Jesus, the Savior of the World

AND WE HAVE BEHELD and bear witness that the Father hath sent the Son to be the Savior of the world” (1 John 4:14). In these marvelous words of testimony from one chosen to be an eyewitness, John expressed a comprehensive view of the manifold work undertaken by Jesus. He who had existed from times eternal condescended to man’s level in His coming in flesh, retaining all the essential attributes of deity for the fulfilling of his work.

The work of redemption that brought Him here did not require that he remain on earth indefinitely, as indicated by John’s use of the word “tabernacled” (in some versions, “dwelt”) in John 1:14. During the temporary earthly phase of His work, Jesus accomplished several objectives relating to human redemption, as seen in John’s epistles.

Revelation of God

“And we know that the Son of God has come and has given us an understanding, that we may know him who is true; and we are in him who is true, in his Son Jesus Christ. This is the true God and eternal life” (1 John 5:20). Because Jehovah is not physically discernible to human beings (1 John 4:12), Jesus came to convey to mankind a portrait of deity in His own person; as John says, he has given an understanding of the true God, apart from the fictitious deities that were part of the Gnostic system.

Apart from the revelation that Jesus was and gave concerning God, all would be adrift in a sea of ignorance of God. We would know nothing of His nature, power, love, or will for us. Because Jesus came, we now know all about God that can be known. Based on this understanding which Jesus brought, fellowship with God can be established. Mere intellectual understanding is not the sole objective of Jesus’ revelation of God: we can be “in him who is true, in his Son Jesus Christ.” It is in connection with Jesus Christ that humanity has hope of communion with deity. Apart from the way, the truth, and the life, there is no knowing of the Father, no going to the Father, and no association with the Father.

Propitiation for Sins

Jesus’ coming as propitiation for sins is used by the apostle in 1 John 4:10 as an indicator of God’s great love. Possibly the extent of that love is to be seen in the effect of propitiation (expiation). In this word, the Lord is saying that Jesus was the means by which our sins could be covered and remitted. His is our mercy seat (propitiatory), typified in that covering of the ark of the covenant in the Mosaic system, for it was there that Jehovah manifested His mercy each year on the Day of Atonement in passing over the sins of the people when the offering was accepted.
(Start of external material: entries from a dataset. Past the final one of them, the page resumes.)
//! Section builders shared by the page templates.
//!
//! Builders for collections return an empty string when there is nothing
//! to show, so the page omits the section entirely.

use super::RenderContext;
use crate::components::{
    Badge, BadgeVariant, Button, ButtonSize, ButtonVariant, Card, CardPadding, CardVariant, Component, Container,
    ContainerSize, Grid, GridGap, Input,
};
use crate::helpers::{format_currency, html_escape, icon};
use crate::model::{
    Action, CompanyStat, CtaSection, EligibilityCriteria, Faq, Feature, HeroSection, KeyFact, LoanRange,
    ProductCard, TeamMember, TrustIndicator,
};

/// `<section>` with a centered container and an optional heading
fn section(id: &str, tone: &str, heading: Option<&str>, inner: String) -> String {
    let heading = heading
        .filter(|h| !h.is_empty())
        .map(|h| {
            format!(
                r#"<h2 class="mb-10 text-center text-3xl font-bold text-gray-900">{}</h2>"#,
                html_escape(h)
            )
        })
        .unwrap_or_default();

    format!(
        r#"<section id="{}" class="py-16 {}">{}</section>"#,
        id,
        tone,
        Container::new(format!("{}{}", heading, inner)).render()
    )
}

fn action_button(ctx: &RenderContext, action: &Action, variant: ButtonVariant, size: ButtonSize) -> String {
    Button::new(&action.label)
        .href(ctx.url(&action.href))
        .variant(variant)
        .size(size)
        .render()
}

pub fn hero(ctx: &RenderContext, hero: &HeroSection) -> String {
    let mut text = format!(
        r#"<h1 class="text-4xl font-bold tracking-tight text-gray-900 md:text-5xl">{}</h1>"#,
        html_escape(&hero.headline)
    );
    if !hero.subheadline.is_empty() {
        text.push_str(&format!(
            r#"<p class="mt-4 text-xl text-brand-700">{}</p>"#,
            html_escape(&hero.subheadline)
        ));
    }
    if !hero.description.is_empty() {
        text.push_str(&format!(
            r#"<p class="mt-4 text-lg text-gray-600">{}</p>"#,
            html_escape(&hero.description)
        ));
    }

    let mut actions = action_button(ctx, &hero.primary_action, ButtonVariant::Primary, ButtonSize::Lg);
    if let Some(secondary) = &hero.secondary_action {
        actions.push_str(&action_button(ctx, secondary, ButtonVariant::Outline, ButtonSize::Lg));
    }
    text.push_str(&format!(r#"<div class="mt-8 flex flex-wrap gap-4">{}</div>"#, actions));

    let image = if hero.image_url.is_empty() {
        String::new()
    } else {
        format!(
            r#"<div><img src="{}" alt="{}" class="w-full rounded-2xl shadow-xl" loading="eager"></div>"#,
            ctx.image(&hero.image_url, ctx.config.images.hero_width),
            html_escape(&hero.headline)
        )
    };

    format!(
        r#"<section id="hero" class="bg-gradient-to-br from-brand-50 to-white py-16 md:py-24">{}</section>"#,
        Container::new(format!(
            r#"<div class="grid items-center gap-12 md:grid-cols-2"><div>{}</div>{}</div>"#,
            text, image
        ))
        .render()
    )
}

pub fn trust_indicators(items: &[TrustIndicator]) -> String {
    if items.is_empty() {
        return String::new();
    }
    let tiles = items
        .iter()
        .map(|t| {
            format!(
                r#"<div class="text-center">{}<p class="text-3xl font-bold text-brand-700">{}</p><p class="mt-1 text-sm text-gray-600">{}</p></div>"#,
                icon(&t.icon),
                html_escape(&t.value),
                html_escape(&t.label)
            )
        })
        .collect();
    section("trust", "border-y border-gray-100 bg-white", None, Grid::new(tiles).cols(4).render())
}

pub fn product_grid(ctx: &RenderContext, products: &[ProductCard]) -> String {
    if products.is_empty() {
        return String::new();
    }
    let cards = products
        .iter()
        .map(|p| {
            let href = if p.href.is_empty() {
                ctx.product_url(&p.slug)
            } else {
                ctx.url(&p.href)
            };
            let mut card = Card::new()
                .icon(&p.icon)
                .title(&p.title)
                .description(&p.description)
                .href(href)
                .footer_html(r#"<span class="text-sm font-semibold text-brand-600">Learn more →</span>"#);
            if !p.highlight.is_empty() {
                card = card
                    .variant(CardVariant::Highlight)
                    .body_html(Badge::new(&p.highlight).variant(BadgeVariant::Success).class("mt-3").render());
            }
            card.render()
        })
        .collect();
    section("products", "bg-gray-50", Some("Our products"), Grid::new(cards).render())
}

pub fn feature_list(id: &str, heading: &str, features: &[Feature]) -> String {
    if features.is_empty() {
        return String::new();
    }
    let cards = features
        .iter()
        .map(|f| {
            let mut card = Card::new()
                .variant(CardVariant::Ghost)
                .icon(&f.icon)
                .title(&f.title)
                .description(&f.description);
            if let Some(link) = &f.link {
                card = card.footer_html(format!(
                    r#"<a href="{}" class="text-sm font-semibold text-brand-600 hover:underline">{}</a>"#,
                    html_escape(&link.href),
                    html_escape(&link.label)
                ));
            }
            card.render()
        })
        .collect();
    section(id, "bg-white", Some(heading), Grid::new(cards).render())
}

pub fn faq_list(faqs: &[Faq]) -> String {
    if faqs.is_empty() {
        return String::new();
    }
    let items: String = faqs
        .iter()
        .map(|f| {
            format!(
                r#"<details class="group border-b border-gray-200 py-4"><summary class="cursor-pointer text-lg font-medium text-gray-900">{}</summary><div class="prose mt-3 text-gray-600">{}</div></details>"#,
                html_escape(&f.question),
                f.answer
            )
        })
        .collect();
    section(
        "faq",
        "bg-gray-50",
        Some("Frequently asked questions"),
        format!(r#"<div class="mx-auto max-w-3xl">{}</div>"#, items),
    )
}

pub fn cta_section(ctx: &RenderContext, cta: &CtaSection) -> String {
    let mut actions = action_button(ctx, &cta.primary_action, ButtonVariant::Secondary, ButtonSize::Lg);
    if let Some(secondary) = &cta.secondary_action {
        actions.push_str(
            &Button::new(&secondary.label)
                .href(ctx.url(&secondary.href))
                .variant(ButtonVariant::Ghost)
                .size(ButtonSize::Lg)
                .class("text-white hover:bg-brand-600")
                .render(),
        );
    }
    let description = if cta.description.is_empty() {
        String::new()
    } else {
        format!(r#"<p class="mt-4 text-lg text-brand-100">{}</p>"#, html_escape(&cta.description))
    };

    format!(
        r#"<section id="cta" class="bg-brand-700 py-16 text-white">{}</section>"#,
        Container::new(format!(
            r#"<div class="text-center"><h2 class="text-3xl font-bold">{}</h2>{}<div class="mt-8 flex flex-wrap justify-center gap-4">{}</div></div>"#,
            html_escape(&cta.title),
            description,
            actions
        ))
        .size(ContainerSize::Md)
        .render()
    )
}

/// Key facts, followed by the loan amount range when one is set
pub fn key_facts(facts: &[KeyFact], range: &LoanRange) -> String {
    let mut tiles: Vec<String> = facts
        .iter()
        .map(|k| fact_tile(&k.label, &k.value))
        .collect();

    if range.max_amount > 0 {
        let amount = if range.min_amount > 0 {
            format!("{} to {}", format_currency(range.min_amount), format_currency(range.max_amount))
        } else {
            format!("Up to {}", format_currency(range.max_amount))
        };
        tiles.push(fact_tile("Loan amount", &amount));
    }
    let labels: Vec<&str> = facts.iter().map(|k| k.label.as_str()).collect();
    if !range.interest_rate.is_empty() && !labels.iter().any(|l| l.eq_ignore_ascii_case("interest rate")) {
        tiles.push(fact_tile("Interest rate", &range.interest_rate));
    }
    if !range.tenure.is_empty() && !labels.iter().any(|l| l.eq_ignore_ascii_case("tenure")) {
        tiles.push(fact_tile("Tenure", &range.tenure));
    }

    if tiles.is_empty() {
        return String::new();
    }
    let cols = tiles.len().min(4) as u8;
    section("key-facts", "bg-white", None, Grid::new(tiles).cols(cols).gap(GridGap::Sm).render())
}

fn fact_tile(label: &str, value: &str) -> String {
    Card::new()
        .variant(CardVariant::Outlined)
        .padding(CardPadding::Sm)
        .body_html(format!(
            r#"<p class="text-sm text-gray-500">{}</p><p class="mt-1 text-xl font-semibold text-gray-900">{}</p>"#,
            html_escape(label),
            html_escape(value)
        ))
        .render()
}

fn bullet_list(items: &[String]) -> String {
    let items: String = items
        .iter()
        .map(|i| format!(r#"<li class="flex gap-2"><span class="text-brand-600">✓</span>{}</li>"#, html_escape(i)))
        .collect();
    format!(r#"<ul class="mt-4 space-y-2 text-gray-700">{}</ul>"#, items)
}

pub fn benefits_eligibility(benefits: &[String], eligibility: &EligibilityCriteria) -> String {
    let mut columns = Vec::new();
    if !benefits.is_empty() {
        columns.push(
            Card::new()
                .title("Benefits")
                .body_html(bullet_list(benefits))
                .render(),
        );
    }
    if !eligibility.criteria.is_empty() || !eligibility.documents.is_empty() {
        let title = if eligibility.title.is_empty() {
            "Eligibility"
        } else {
            eligibility.title.as_str()
        };
        let mut body = String::new();
        if !eligibility.criteria.is_empty() {
            body.push_str(&bullet_list(&eligibility.criteria));
        }
        if !eligibility.documents.is_empty() {
            body.push_str(r#"<h4 class="mt-6 font-semibold text-gray-900">Documents required</h4>"#);
            body.push_str(&bullet_list(&eligibility.documents));
        }
        columns.push(Card::new().title(title).body_html(body).render());
    }

    if columns.is_empty() {
        return String::new();
    }
    let cols = columns.len() as u8;
    section("eligibility", "bg-gray-50", None, Grid::new(columns).cols(cols).render())
}

/// Lead form for a product. Submission goes to the configured form action.
pub fn enquiry_form(ctx: &RenderContext, product_slug: &str, product_title: &str) -> String {
    let fields = [
        Input::new("name").label("Full name").placeholder("As on your PAN card").required(true),
        Input::new("phone")
            .input_type("tel")
            .label("Mobile number")
            .placeholder("10-digit mobile number")
            .required(true),
        Input::new("email").input_type("email").label("Email"),
        Input::new("city").label("City"),
    ]
    .iter()
    .map(Input::render)
    .collect();

    let heading = if product_title.is_empty() {
        "Get a call back".to_string()
    } else {
        format!("Apply for a {}", product_title)
    };

    let form = format!(
        r#"<form method="post" action="{}" class="space-y-6"><input type="hidden" name="product" value="{}">{}{}<p class="text-xs text-gray-500">By submitting you agree to be contacted about your application.</p></form>"#,
        html_escape(&ctx.url(&ctx.config.lead_form_action)),
        html_escape(product_slug),
        Grid::new(fields).cols(2).gap(GridGap::Sm).render(),
        Button::new("Request a call back")
            .button_type("submit")
            .full_width(true)
            .size(ButtonSize::Lg)
            .render()
    );

    section(
        "apply",
        "bg-white",
        Some(heading.as_str()),
        Card::new()
            .variant(CardVariant::Elevated)
            .padding(CardPadding::Lg)
            .class("mx-auto max-w-3xl")
            .body_html(form)
            .render(),
    )
}

pub fn stats(stats: &[CompanyStat]) -> String {
    if stats.is_empty() {
        return String::new();
    }
    let tiles = stats
        .iter()
        .map(|s| {
            format!(
                r#"<div class="text-center"><p class="text-4xl font-bold text-brand-700">{}</p><p class="mt-2 text-gray-600">{}</p></div>"#,
                html_escape(&s.value),
                html_escape(&s.label)
            )
        })
        .collect();
    let cols = stats.len().min(4) as u8;
    section("stats", "bg-gray-50", None, Grid::new(tiles).cols(cols).render())
}

/// Rich text body, already HTML
pub fn body(html: &str) -> String {
    if html.trim().is_empty() {
        return String::new();
    }
    section(
        "story",
        "bg-white",
        None,
        Container::new(format!(r#"<div class="prose prose-lg">{}</div>"#, html))
            .size(ContainerSize::Md)
            .padded(false)
            .render(),
    )
}

pub fn team(ctx: &RenderContext, members: &[TeamMember]) -> String {
    if members.is_empty() {
        return String::new();
    }
    let cards = members
        .iter()
        .map(|m| {
            let photo = if m.image_url.is_empty() {
                String::new()
            } else {
                let width = ctx.config.images.avatar_width;
                format!(
                    r#"<img src="{}" alt="{}" class="mx-auto mb-4 h-32 w-32 rounded-full object-cover" loading="lazy">"#,
                    ctx.image(&m.image_url, width),
                    html_escape(&m.name)
                )
            };
            let mut body = format!(
                r#"{}<p class="text-lg font-semibold text-gray-900">{}</p><p class="text-sm text-brand-700">{}</p>"#,
                photo,
                html_escape(&m.name),
                html_escape(&m.role)
            );
            if !m.bio.is_empty() {
                body.push_str(&format!(r#"<p class="mt-3 text-sm text-gray-600">{}</p>"#, html_escape(&m.bio)));
            }
            if let Some(linkedin) = &m.linkedin_url {
                body.push_str(&format!(
                    r#"<a href="{}" target="_blank" rel="noopener noreferrer" class="mt-3 inline-block" aria-label="LinkedIn">{}</a>"#,
                    html_escape(linkedin),
                    icon("linkedin")
                ));
            }
            Card::new().class("text-center").body_html(body).render()
        })
        .collect();
    section("team", "bg-white", Some("Leadership"), Grid::new(cards).cols(4).render())
}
By means of His own blood, offered once for all time, Jesus made it possible for the Father to forgive sins for all who believe on Christ. Yes, no one is excluded from the benefits of such propitiation achieved by Jesus “for the whole world” (1 John 2:2). From the stand-point of practical reception, only those who are brought into fellowship with God, in Christ, benefit from divine mercy.

Advocate with the Father

God does not want His children to sin, and urges them not to sin. If they do sin, they have Christ as their Advocate. He is fully able to give aid to us in our sins; as counsel for the defense, we can call Him to our side as our helper (1 John 2:1).

While the Lord discourages disobedience, He does not want us to fall away in despair over our sins. He wants to forgive us and restore us to divine fellowship, for He is the Shepherd and Overseer of our souls.

Liberator from Satan

Jesus came to destroy the Destroyer of souls. “For this purpose the Son of God was manifested, that he might destroy the works of the devil” (1 John 3:8b). The word “destroy” does not suggest annihilate, but weaken, remove power from one.

Jesus died, and arose from the tomb, that He might remove sin and death as weapons from Satan’s arsenal. Until Jesus rose, Satan held the world captive through fear of death. Jesus, in His resurrection, gained that power over death, and the victory changed hands (Hebrews 2:14–15; 1 Corinthians 15:54–57). In the last day, when all are raised, the effects of sin will also be overcome—the pain and sorrow that often scourge us on this earth.

Eternal Life

“… God has given us eternal life, and this life is in His Son. He who has the Son has life; he who does not have the Son of God does not have life” (1 John 5:11–12). Even in other verses in John’s first epistle, life seems inseparably associated with Jesus (1:1–2; 3:14; 4:9).

Observe that Jesus is the bringer of eternal life and, thus, Eternal Life Himself. Access to eternal life is here conditioned on “having the Son.” Faith in Christ and devotion to Him are the clear conditions of eternal life, both to gain it and to maintain it. If one gains life and later stops believing in Christ, he ceases having eternal life.

Every spiritual need is richly supplied by the world’s Savior.